■ **Stored records**:
* * * *

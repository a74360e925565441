use std::env;
use std::net::SocketAddr;

use crate::error::AppError;
use crate::models::TodoRules;
use crate::models::todo::DEFAULT_TITLE_MAX_LEN;

#[derive(Clone, Debug, PartialEq)]
pub struct AppConfig {
    pub database_url: String,
    pub bind_addr: SocketAddr,
    pub max_connections: u32,
    pub title_max_len: usize,
}

impl Default for AppConfig {
    fn default() -> Self {
        Self {
            database_url: "sqlite://todo.db?mode=rwc".to_string(),
            bind_addr: SocketAddr::from(([127, 0, 0, 1], 3000)),
            max_connections: 5,
            title_max_len: DEFAULT_TITLE_MAX_LEN,
        }
    }
}

impl AppConfig {
    pub fn new_from_env() -> Result<Self, AppError> {
        Self::from_lookup(|key| env::var(key).ok())
    }

    fn from_lookup(lookup: impl Fn(&str) -> Option<String>) -> Result<Self, AppError> {
        let mut config = Self::default();

        if let Some(url) = lookup("DATABASE_URL") {
            config.database_url = url;
        }
        if let Some(addr) = lookup("BIND_ADDR") {
            config.bind_addr = addr
                .parse()
                .map_err(|_| AppError::Config(format!("BIND_ADDR is not a socket address: {}", addr)))?;
        }
        if let Some(max) = lookup("DB_MAX_CONNECTIONS") {
            config.max_connections = match max.parse::<u32>() {
                Ok(n) if n > 0 => n,
                _ => {
                    return Err(AppError::Config(format!(
                        "DB_MAX_CONNECTIONS must be a positive integer, got {}",
                        max
                    )));
                }
            };
        }
        if let Some(len) = lookup("TODO_TITLE_MAX_LEN") {
            config.title_max_len = match len.parse::<usize>() {
                Ok(n) if n > 0 => n,
                _ => {
                    return Err(AppError::Config(format!(
                        "TODO_TITLE_MAX_LEN must be a positive integer, got {}",
                        len
                    )));
                }
            };
        }

        Ok(config)
    }

    pub fn todo_rules(&self) -> TodoRules {
        TodoRules {
            title_max_len: self.title_max_len,
        }
    }
}
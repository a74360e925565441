pub mod repository;

use std::str::FromStr;

use sqlx::SqlitePool;
use sqlx::sqlite::{SqliteConnectOptions, SqlitePoolOptions};
use tracing::debug;

use crate::error::AppError;

/// Opens a pool with foreign keys enforced, so deleting a user removes
/// their todos and tokens.
pub async fn connect(database_url: &str, max_connections: u32) -> Result<SqlitePool, AppError> {
    let options = SqliteConnectOptions::from_str(database_url)?.foreign_keys(true);

    let pool = SqlitePoolOptions::new()
        .max_connections(max_connections)
        .connect_with(options)
        .await?;

    debug!("connected to {} (max {} connections)", database_url, max_connections);
    Ok(pool)
}

pub async fn migrate(db: &SqlitePool) -> Result<(), AppError> {
    sqlx::migrate!("./migrations").run(db).await?;
    Ok(())
}

/// Single-connection in-memory database with the schema applied. The
/// connection is never recycled, since the data lives only inside it.
pub async fn connect_in_memory() -> Result<SqlitePool, AppError> {
    let options = SqliteConnectOptions::from_str("sqlite::memory:")?.foreign_keys(true);
    let pool = SqlitePoolOptions::new()
        .max_connections(1)
        .idle_timeout(None)
        .max_lifetime(None)
        .connect_with(options)
        .await?;
    migrate(&pool).await?;
    Ok(pool)
}
use tracing::info;
use tracing_subscriber::{layer::SubscriberExt, util::SubscriberInitExt};

use todo_backend::api::router;
use todo_backend::config::AppConfig;
use todo_backend::db;
use todo_backend::state::AppState;

#[tokio::main]
async fn main() -> Result<(), Box<dyn std::error::Error>> {
    dotenvy::dotenv().ok();

    tracing_subscriber::registry()
        .with(tracing_subscriber::EnvFilter::new(
            std::env::var("RUST_LOG").unwrap_or_else(|_| "todo_backend=debug".to_string()),
        ))
        .with(tracing_subscriber::fmt::layer())
        .init();

    let config = AppConfig::new_from_env()?;

    let pool = db::connect(&config.database_url, config.max_connections).await?;
    db::migrate(&pool).await?;

    let state = AppState::new(pool, config.todo_rules());

    let app = router(state);

    info!(
        "listening on http://{} (title limit {} chars)",
        config.bind_addr, config.title_max_len
    );

    let listener = tokio::net::TcpListener::bind(config.bind_addr).await?;
    axum::serve(listener, app).await?;

    Ok(())
}
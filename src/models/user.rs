use std::fmt;

use serde::{Deserialize, Serialize};

/// Identity of an authenticated user, as resolved by an `Authenticator`.
#[derive(Debug, Clone, Copy, PartialEq, Eq, Hash, PartialOrd, Ord, Serialize, Deserialize, sqlx::Type)]
#[serde(transparent)]
#[sqlx(transparent)]
pub struct UserId(pub i64);

impl fmt::Display for UserId {
    fn fmt(&self, f: &mut fmt::Formatter<'_>) -> fmt::Result {
        write!(f, "{}", self.0)
    }
}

* * * *

■ **Problem to work on**:
Quote all of the entries verbatim.

■ **Result of the exercise**:
repository a74360e925565441
use std::env;
use std::net::SocketAddr;

use crate::error::AppError;
use crate::models::TodoRules;
use crate::models::todo::DEFAULT_TITLE_MAX_LEN;

#[derive(Clone, Debug, PartialEq)]
pub struct AppConfig {
    pub database_url: String,
    pub bind_addr: SocketAddr,
    pub max_connections: u32,
    pub title_max_len: usize,
}

impl Default for AppConfig {
    fn default() -> Self {
        Self {
            database_url: "sqlite://todo.db?mode=rwc".to_string(),
            bind_addr: SocketAddr::from(([127, 0, 0, 1], 3000)),
            max_connections: 5,
            title_max_len: DEFAULT_TITLE_MAX_LEN,
        }
    }
}

impl AppConfig {
    pub fn new_from_env() -> Result<Self, AppError> {
        Self::from_lookup(|key| env::var(key).ok())
    }

    fn from_lookup(lookup: impl Fn(&str) -> Option<String>) -> Result<Self, AppError> {
        let mut config = Self::default();

        if let Some(url) = lookup("DATABASE_URL") {
            config.database_url = url;
        }
        if let Some(addr) = lookup("BIND_ADDR") {
            config.bind_addr = addr
                .parse()
                .map_err(|_| AppError::Config(format!("BIND_ADDR is not a socket address: {}", addr)))?;
        }
        if let Some(max) = lookup("DB_MAX_CONNECTIONS") {
            config.max_connections = match max.parse::<u32>() {
                Ok(n) if n > 0 => n,
                _ => {
                    return Err(AppError::Config(format!(
                        "DB_MAX_CONNECTIONS must be a positive integer, got {}",
                        max
                    )));
                }
            };
        }
        if let Some(len) = lookup("TODO_TITLE_MAX_LEN") {
            config.title_max_len = match len.parse::<usize>() {
                Ok(n) if n > 0 => n,
                _ => {
                    return Err(AppError::Config(format!(
                        "TODO_TITLE_MAX_LEN must be a positive integer, got {}",
                        len
                    )));
                }
            };
        }

        Ok(config)
    }

    pub fn todo_rules(&self) -> TodoRules {
        TodoRules {
            title_max_len: self.title_max_len,
        }
    }
}
repository a74360e925565441
pub mod repository;

use std::str::FromStr;

use sqlx::SqlitePool;
use sqlx::sqlite::{SqliteConnectOptions, SqlitePoolOptions};
use tracing::debug;

use crate::error::AppError;

/// Opens a pool with foreign keys enforced, so deleting a user removes
/// their todos and tokens.
pub async fn connect(database_url: &str, max_connections: u32) -> Result<SqlitePool, AppError> {
    let options = SqliteConnectOptions::from_str(database_url)?.foreign_keys(true);

    let pool = SqlitePoolOptions::new()
        .max_connections(max_connections)
        .connect_with(options)
        .await?;

    debug!("connected to {} (max {} connections)", database_url, max_connections);
    Ok(pool)
}

pub async fn migrate(db: &SqlitePool) -> Result<(), AppError> {
    sqlx::migrate!("./migrations").run(db).await?;
    Ok(())
}

/// Single-connection in-memory database with the schema applied. The
/// connection is never recycled, since the data lives only inside it.
pub async fn connect_in_memory() -> Result<SqlitePool, AppError> {
    let options = SqliteConnectOptions::from_str("sqlite::memory:")?.foreign_keys(true);
    let pool = SqlitePoolOptions::new()
        .max_connections(1)
        .idle_timeout(None)
        .max_lifetime(None)
        .connect_with(options)
        .await?;
    migrate(&pool).await?;
    Ok(pool)
}
use tracing::info;
use tracing_subscriber::{layer::SubscriberExt, util::SubscriberInitExt};

use todo_backend::api::router;
use todo_backend::config::AppConfig;
use todo_backend::db;
use todo_backend::state::AppState;

#[tokio::main]
async fn main() -> Result<(), Box<dyn std::error::Error>> {
    dotenvy::dotenv().ok();

    tracing_subscriber::registry()
        .with(tracing_subscriber::EnvFilter::new(
            std::env::var("RUST_LOG").unwrap_or_else(|_| "todo_backend=debug".to_string()),
        ))
        .with(tracing_subscriber::fmt::layer())
        .init();

    let config = AppConfig::new_from_env()?;

    let pool = db::connect(&config.database_url, config.max_connections).await?;
    db::migrate(&pool).await?;

    let state = AppState::new(pool, config.todo_rules());

    let app = router(state);

    info!(
        "listening on http://{} (title limit {} chars)",
        config.bind_addr, config.title_max_len
    );

    let listener = tokio::net::TcpListener::bind(config.bind_addr).await?;
    axum::serve(listener, app).await?;

    Ok(())
}
filename src/models/user.rs
use std::fmt;

use serde::{Deserialize, Serialize};

/// Identity of an authenticated user, as resolved by an `Authenticator`.
#[derive(Debug, Clone, Copy, PartialEq, Eq, Hash, PartialOrd, Ord, Serialize, Deserialize, sqlx::Type)]
#[serde(transparent)]
#[sqlx(transparent)]
pub struct UserId(pub i64);

impl fmt::Display for UserId {
    fn fmt(&self, f: &mut fmt::Formatter<'_>) -> fmt::Result {
        write!(f, "{}", self.0)
    }
}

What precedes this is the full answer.